[Stored data entries]
[Start of section]

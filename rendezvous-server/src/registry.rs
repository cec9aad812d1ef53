//! Live peer registry
//!
//! The registry maps peer ids to the socket address each peer was last
//! seen registering from. Registration is a keep-alive: every
//! REGISTRATION datagram upserts the entry, so a peer whose NAT rebinds
//! or that restarts on a new port silently overwrites its old endpoint
//! (last write wins).
//!
//! Entries are not removed explicitly. A peer that stops re-registering
//! is swept once its entry outlives `REGISTRATION_TTL`.

use std::collections::HashMap;
use std::net::SocketAddr;
use std::time::{Duration, Instant};

// ============================================================================
// Constants
// ============================================================================

/// How long a registration stays valid without a refresh.
///
/// Peers re-register once per retry interval (1s by default), so a live
/// peer never comes close to expiry.
pub const REGISTRATION_TTL: Duration = Duration::from_secs(30);

// ============================================================================
// Registry
// ============================================================================

/// A single registered peer
#[derive(Debug, Clone, PartialEq, Eq)]
pub struct PeerRegistration {
    /// Peer id, unique in the registry
    pub id: String,
    /// Socket address the last REGISTRATION arrived from
    pub endpoint: SocketAddr,
    /// When the registration was last refreshed
    pub refreshed_at: Instant,
}

/// Registry of live peers, keyed by peer id
pub struct Registry {
    peers: HashMap<String, PeerRegistration>,
    ttl: Duration,
}

impl Registry {
    pub fn new() -> Self {
        Self::with_ttl(REGISTRATION_TTL)
    }

    pub fn with_ttl(ttl: Duration) -> Self {
        Registry {
            peers: HashMap::new(),
            ttl,
        }
    }

    /// Upsert a registration from the given sender address.
    ///
    /// Returns true if this created a new entry rather than refreshing
    /// an existing one.
    pub fn register(&mut self, id: &str, endpoint: SocketAddr, now: Instant) -> bool {
        let registration = PeerRegistration {
            id: id.to_string(),
            endpoint,
            refreshed_at: now,
        };

        match self.peers.insert(id.to_string(), registration) {
            Some(previous) => {
                if previous.endpoint != endpoint {
                    log::info!(
                        "Peer '{}' re-registered from new endpoint {} (was {})",
                        id,
                        endpoint,
                        previous.endpoint
                    );
                } else {
                    log::debug!("Peer '{}' refreshed registration from {}", id, endpoint);
                }
                false
            }
            None => {
                log::info!("Peer '{}' registered from {}", id, endpoint);
                true
            }
        }
    }

    /// Look up a registered peer by id
    pub fn lookup(&self, id: &str) -> Option<&PeerRegistration> {
        self.peers.get(id)
    }

    /// Drop every registration older than the TTL, returning the ids swept
    pub fn sweep_expired(&mut self, now: Instant) -> Vec<String> {
        let ttl = self.ttl;
        let expired: Vec<String> = self
            .peers
            .iter()
            .filter(|(_, p)| now.duration_since(p.refreshed_at) > ttl)
            .map(|(id, _)| id.clone())
            .collect();

        for id in &expired {
            self.peers.remove(id);
            log::info!("Registration for '{}' expired", id);
        }

        expired
    }

    pub fn len(&self) -> usize {
        self.peers.len()
    }

    pub fn is_empty(&self) -> bool {
        self.peers.is_empty()
    }
}

impl Default for Registry {
    fn default() -> Self {
        Self::new()
    }
}

// ============================================================================
// Tests
// ============================================================================

#[cfg(test)]
mod tests {
    use super::*;

    fn addr(s: &str) -> SocketAddr {
        s.parse().unwrap()
    }

    #[test]
    fn test_registration_idempotence() {
        let mut registry = Registry::new();
        let now = Instant::now();
        let endpoint = addr("198.51.100.7:40000");

        assert!(registry.register("alice", endpoint, now));
        assert!(!registry.register("alice", endpoint, now));
        assert!(!registry.register("alice", endpoint, now));

        assert_eq!(registry.len(), 1);
        assert_eq!(registry.lookup("alice").unwrap().endpoint, endpoint);
    }

    #[test]
    fn test_registration_overwrite() {
        let mut registry = Registry::new();
        let now = Instant::now();

        registry.register("alice", addr("198.51.100.7:40000"), now);
        registry.register("alice", addr("203.0.113.9:41234"), now);

        assert_eq!(registry.len(), 1);
        assert_eq!(
            registry.lookup("alice").unwrap().endpoint,
            addr("203.0.113.9:41234")
        );
    }

    #[test]
    fn test_lookup_absent() {
        let registry = Registry::new();
        assert!(registry.lookup("nobody").is_none());
    }

    #[test]
    fn test_sweep_expired() {
        let mut registry = Registry::with_ttl(Duration::from_secs(30));
        let start = Instant::now();

        registry.register("stale", addr("10.0.0.1:1000"), start);
        registry.register("fresh", addr("10.0.0.2:2000"), start);

        // "fresh" keeps re-registering, "stale" goes quiet.
        let later = start + Duration::from_secs(29);
        registry.register("fresh", addr("10.0.0.2:2000"), later);

        let swept = registry.sweep_expired(start + Duration::from_secs(31));
        assert_eq!(swept, vec!["stale".to_string()]);
        assert!(registry.lookup("stale").is_none());
        assert!(registry.lookup("fresh").is_some());
    }

    #[test]
    fn test_refresh_resets_ttl() {
        let mut registry = Registry::with_ttl(Duration::from_secs(30));
        let start = Instant::now();

        registry.register("alice", addr("10.0.0.1:1000"), start);
        registry.register("alice", addr("10.0.0.1:1000"), start + Duration::from_secs(20));

        assert!(registry
            .sweep_expired(start + Duration::from_secs(40))
            .is_empty());
        assert_eq!(registry.len(), 1);
    }
}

[End of section]

Nothing is to be altered; retype each entry exactly.

filename rendezvous-server/src/registry.rs
repository cec9aad812d1ef53
//! Live peer registry
//!
//! The registry maps peer ids to the socket address each peer was last
//! seen registering from. Registration is a keep-alive: every
//! REGISTRATION datagram upserts the entry, so a peer whose NAT rebinds
//! or that restarts on a new port silently overwrites its old endpoint
//! (last write wins).
//!
//! Entries are not removed explicitly. A peer that stops re-registering
//! is swept once its entry outlives `REGISTRATION_TTL`.

use std::collections::HashMap;
use std::net::SocketAddr;
use std::time::{Duration, Instant};

// ============================================================================
// Constants
// ============================================================================

/// How long a registration stays valid without a refresh.
///
/// Peers re-register once per retry interval (1s by default), so a live
/// peer never comes close to expiry.
pub const REGISTRATION_TTL: Duration = Duration::from_secs(30);

// ============================================================================
// Registry
// ============================================================================

/// A single registered peer
#[derive(Debug, Clone, PartialEq, Eq)]
pub struct PeerRegistration {
    /// Peer id, unique in the registry
    pub id: String,
    /// Socket address the last REGISTRATION arrived from
    pub endpoint: SocketAddr,
    /// When the registration was last refreshed
    pub refreshed_at: Instant,
}

/// Registry of live peers, keyed by peer id
pub struct Registry {
    peers: HashMap<String, PeerRegistration>,
    ttl: Duration,
}

impl Registry {
    pub fn new() -> Self {
        Self::with_ttl(REGISTRATION_TTL)
    }

    pub fn with_ttl(ttl: Duration) -> Self {
        Registry {
            peers: HashMap::new(),
            ttl,
        }
    }

    /// Upsert a registration from the given sender address.
    ///
    /// Returns true if this created a new entry rather than refreshing
    /// an existing one.
    pub fn register(&mut self, id: &str, endpoint: SocketAddr, now: Instant) -> bool {
        let registration = PeerRegistration {
            id: id.to_string(),
            endpoint,
            refreshed_at: now,
        };

        match self.peers.insert(id.to_string(), registration) {
            Some(previous) => {
                if previous.endpoint != endpoint {
                    log::info!(
                        "Peer '{}' re-registered from new endpoint {} (was {})",
                        id,
                        endpoint,
                        previous.endpoint
                    );
                } else {
                    log::debug!("Peer '{}' refreshed registration from {}", id, endpoint);
                }
                false
            }
            None => {
                log::info!("Peer '{}' registered from {}", id, endpoint);
                true
            }
        }
    }

    /// Look up a registered peer by id
    pub fn lookup(&self, id: &str) -> Option<&PeerRegistration> {
        self.peers.get(id)
    }

    /// Drop every registration older than the TTL, returning the ids swept
    pub fn sweep_expired(&mut self, now: Instant) -> Vec<String> {
        let ttl = self.ttl;
        let expired: Vec<String> = self
            .peers
            .iter()
            .filter(|(_, p)| now.duration_since(p.refreshed_at) > ttl)
            .map(|(id, _)| id.clone())
            .collect();

        for id in &expired {
            self.peers.remove(id);
            log::info!("Registration for '{}' expired", id);
        }

        expired
    }

    pub fn len(&self) -> usize {
        self.peers.len()
    }

    pub fn is_empty(&self) -> bool {
        self.peers.is_empty()
    }
}

impl Default for Registry {
    fn default() -> Self {
        Self::new()
    }
}

// ============================================================================
// Tests
// ============================================================================

#[cfg(test)]
mod tests {
    use super::*;

    fn addr(s: &str) -> SocketAddr {
        s.parse().unwrap()
    }

    #[test]
    fn test_registration_idempotence() {
        let mut registry = Registry::new();
        let now = Instant::now();
        let endpoint = addr("198.51.100.7:40000");

        assert!(registry.register("alice", endpoint, now));
        assert!(!registry.register("alice", endpoint, now));
        assert!(!registry.register("alice", endpoint, now));

        assert_eq!(registry.len(), 1);
        assert_eq!(registry.lookup("alice").unwrap().endpoint, endpoint);
    }

    #[test]
    fn test_registration_overwrite() {
        let mut registry = Registry::new();
        let now = Instant::now();

        registry.register("alice", addr("198.51.100.7:40000"), now);
        registry.register("alice", addr("203.0.113.9:41234"), now);

        assert_eq!(registry.len(), 1);
        assert_eq!(
            registry.lookup("alice").unwrap().endpoint,
            addr("203.0.113.9:41234")
        );
    }

    #[test]
    fn test_lookup_absent() {
        let registry = Registry::new();
        assert!(registry.lookup("nobody").is_none());
    }

    #[test]
    fn test_sweep_expired() {
        let mut registry = Registry::with_ttl(Duration::from_secs(30));
        let start = Instant::now();

        registry.register("stale", addr("10.0.0.1:1000"), start);
        registry.register("fresh", addr("10.0.0.2:2000"), start);

        // "fresh" keeps re-registering, "stale" goes quiet.
        let later = start + Duration::from_secs(29);
        registry.register("fresh", addr("10.0.0.2:2000"), later);

        let swept = registry.sweep_expired(start + Duration::from_secs(31));
        assert_eq!(swept, vec!["stale".to_string()]);
        assert!(registry.lookup("stale").is_none());
        assert!(registry.lookup("fresh").is_some());
    }

    #[test]
    fn test_refresh_resets_ttl() {
        let mut registry = Registry::with_ttl(Duration::from_secs(30));
        let start = Instant::now();

        registry.register("alice", addr("10.0.0.1:1000"), start);
        registry.register("alice", addr("10.0.0.1:1000"), start + Duration::from_secs(20));

        assert!(registry
            .sweep_expired(start + Duration::from_secs(40))
            .is_empty());
        assert_eq!(registry.len(), 1);
    }
}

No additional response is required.